Squared deviations from $\bar x$:
$$(4-6.43)^2 = 5.90,\ (8-6.43)^2 = 2.46,\ (6-6.43)^2 = 0.18,$$ $$(5-6.43)^2 = 2.04,\ (3-6.43)^2 = 11.76,\ (12-6.43)^2 = 31.02,\ (7-6.43)^2 = 0.32.$$
Sum $= 53.71$. Sample variance $s^2 = 53.71/6 \approx 8.95$. Sample SD $s \approx 2.99$.
Note how the value 12 dominates the sum of squared deviations (31.02 of 53.71). One outlying observation drives most of the variance. The median (6) is unmoved by this point; the mean (6.43) is.
import numpy as np
x = np.array([4, 8, 6, 5, 3, 12, 7])
print(f"mean={x.mean():.3f} median={np.median(x):.3f} "
f"std={x.std(ddof=1):.3f} IQR={np.percentile(x,75)-np.percentile(x,25):.3f}")
Sampling
A simple random sample gives every possible subset of size $n$ equal probability. Other schemes, stratified, cluster, systematic, exploit known population structure to improve efficiency. In machine learning, the i.i.d. assumption (training examples drawn independently from a fixed distribution) is itself a sampling assumption.

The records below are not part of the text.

//! Asking the user for values
//!
//! Everything interactive goes through the narrow [`Prompter`] capability, so
//! configuration mode and project requests can be driven by canned answers
//! in tests ([`ScriptedPrompter`]) or by terminal prompts in the binary.

use crate::config::Config;
use crate::environment::PackageSpec;
use crate::pipeline::plan::validate_name;
use crate::pipeline::ProjectRequest;
use anyhow::{bail, Result};
use std::collections::VecDeque;
use std::path::{Path, PathBuf};

/// Rejects an answer with a message shown to the user
pub type Validator = fn(&str) -> Result<(), String>;

/// Synchronous source of user answers.
pub trait Prompter {
    /// Ask for text. An empty answer means `default`.
    fn ask_string(&mut self, prompt: &str, default: &str, validate: Validator) -> Result<String>;

    fn ask_bool(&mut self, prompt: &str, default: bool) -> Result<bool>;

    /// Ask for an absolute path. An empty answer means `default`.
    fn ask_path(&mut self, prompt: &str, default: &Path) -> Result<PathBuf>;
}

/// Accept any answer
pub fn any_answer(_: &str) -> Result<(), String> {
    Ok(())
}

/// Accept a comma-delimited package list
pub fn package_list(input: &str) -> Result<(), String> {
    PackageSpec::parse_list(input)
        .map(|_| ())
        .map_err(|e| e.to_string())
}

/// Accept a usable project name
pub fn project_name(input: &str) -> Result<(), String> {
    validate_name(input.trim()).map_err(|e| e.to_string())
}

/// Accept an absolute path
pub fn absolute_path(input: &str) -> Result<(), String> {
    if Path::new(input.trim()).is_absolute() {
        Ok(())
    } else {
        Err(format!("'{}' is not an absolute path", input.trim()))
    }
}

/// Configuration mode: ask for every persisted setting, starting from `current`
pub fn configure(prompter: &mut dyn Prompter, current: &Config) -> Result<Config> {
    let packages = prompter.ask_string(
        "Default packages (comma separated, name or name==version)",
        &PackageSpec::join(&current.default_packages),
        package_list,
    )?;
    let project_path = prompter.ask_path("Default project path", &current.default_project_path)?;
    let create_setup_file = prompter.ask_bool("Create setup.py?", current.create_setup_file)?;
    let create_manifest_toml =
        prompter.ask_bool("Create pyproject.toml?", current.create_manifest_toml)?;

    Ok(Config {
        default_packages: PackageSpec::parse_list(&packages)?,
        default_project_path: project_path,
        create_setup_file,
        create_manifest_toml,
        ..current.clone()
    })
}

/// Values already given on the command line
#[derive(Debug, Clone, Default)]
pub struct ProjectOverrides {
    pub name: Option<String>,
    pub parent_dir: Option<PathBuf>,
    pub packages: Option<Vec<PackageSpec>>,
    /// Take configured defaults instead of asking
    pub yes: bool,
}

/// Build a project request, asking only for what `overrides` leaves open
pub fn request_project(
    prompter: &mut dyn Prompter,
    config: &Config,
    overrides: ProjectOverrides,
) -> Result<ProjectRequest> {
    let name = match overrides.name {
        Some(name) => name,
        None if overrides.yes => bail!("a project name is required when accepting defaults"),
        None => prompter.ask_string("Project name", "", project_name)?,
    };
    let name = name.trim().to_string();
    validate_name(&name)?;

    let parent_dir = match overrides.parent_dir {
        Some(dir) => dir,
        None if overrides.yes => config.default_project_path.clone(),
        None => prompter.ask_path("Create the project in", &config.default_project_path)?,
    };

    let packages = match overrides.packages {
        Some(packages) => packages,
        None if overrides.yes => config.default_packages.clone(),
        None => {
            let answer = prompter.ask_string(
                "Packages to install (comma separated)",
                &PackageSpec::join(&config.default_packages),
                package_list,
            )?;
            PackageSpec::parse_list(&answer)?
        }
    };

    Ok(ProjectRequest {
        name,
        parent_dir,
        packages,
    })
}

/// Prompter answering from a fixed queue, for tests and scripted runs.
///
/// An empty answer takes the default. Running out of answers is an error.
#[derive(Debug, Default)]
pub struct ScriptedPrompter {
    answers: VecDeque<String>,
    asked: Vec<String>,
}

impl ScriptedPrompter {
    pub fn new<I, S>(answers: I) -> Self
    where
        I: IntoIterator<Item = S>,
        S: Into<String>,
    {
        Self {
            answers: answers.into_iter().map(Into::into).collect(),
            asked: Vec::new(),
        }
    }

    /// Prompts asked so far, in order
    pub fn asked(&self) -> &[String] {
        &self.asked
    }

    fn next_answer(&mut self, prompt: &str) -> Result<String> {
        self.asked.push(prompt.to_string());
        match self.answers.pop_front() {
            Some(answer) => Ok(answer.trim().to_string()),
            None => bail!("no scripted answer left for '{}'", prompt),
        }
    }
}

impl Prompter for ScriptedPrompter {
    fn ask_string(&mut self, prompt: &str, default: &str, validate: Validator) -> Result<String> {
        let answer = self.next_answer(prompt)?;
        let answer = if answer.is_empty() {
            default.to_string()
        } else {
            answer
        };
        if let Err(message) = validate(&answer) {
            bail!("invalid answer to '{}': {}", prompt, message);
        }
        Ok(answer)
    }

    fn ask_bool(&mut self, prompt: &str, default: bool) -> Result<bool> {
        let answer = self.next_answer(prompt)?;
        match answer.to_lowercase().as_str() {
            "" => Ok(default),
            "y" | "yes" | "true" => Ok(true),
            "n" | "no" | "false" => Ok(false),
            other => bail!("invalid answer to '{}': expected yes or no, got '{}'", prompt, other),
        }
    }

    fn ask_path(&mut self, prompt: &str, default: &Path) -> Result<PathBuf> {
        let answer = self.next_answer(prompt)?;
        if answer.is_empty() {
            return Ok(default.to_path_buf());
        }
        if let Err(message) = absolute_path(&answer) {
            bail!("invalid answer to '{}': {}", prompt, message);
        }
        Ok(PathBuf::from(answer))
    }
}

When it breaks, selection bias, distribution shift, label leakage, models can fail badly in deployment. Many notorious AI failures (a chest X-ray model that learns "this hospital uses portable X-rays for sicker patients", a recidivism model that learns historical policing patterns) are sampling failures, not learning failures. No amount of model sophistication compensates for an unrepresentative sample.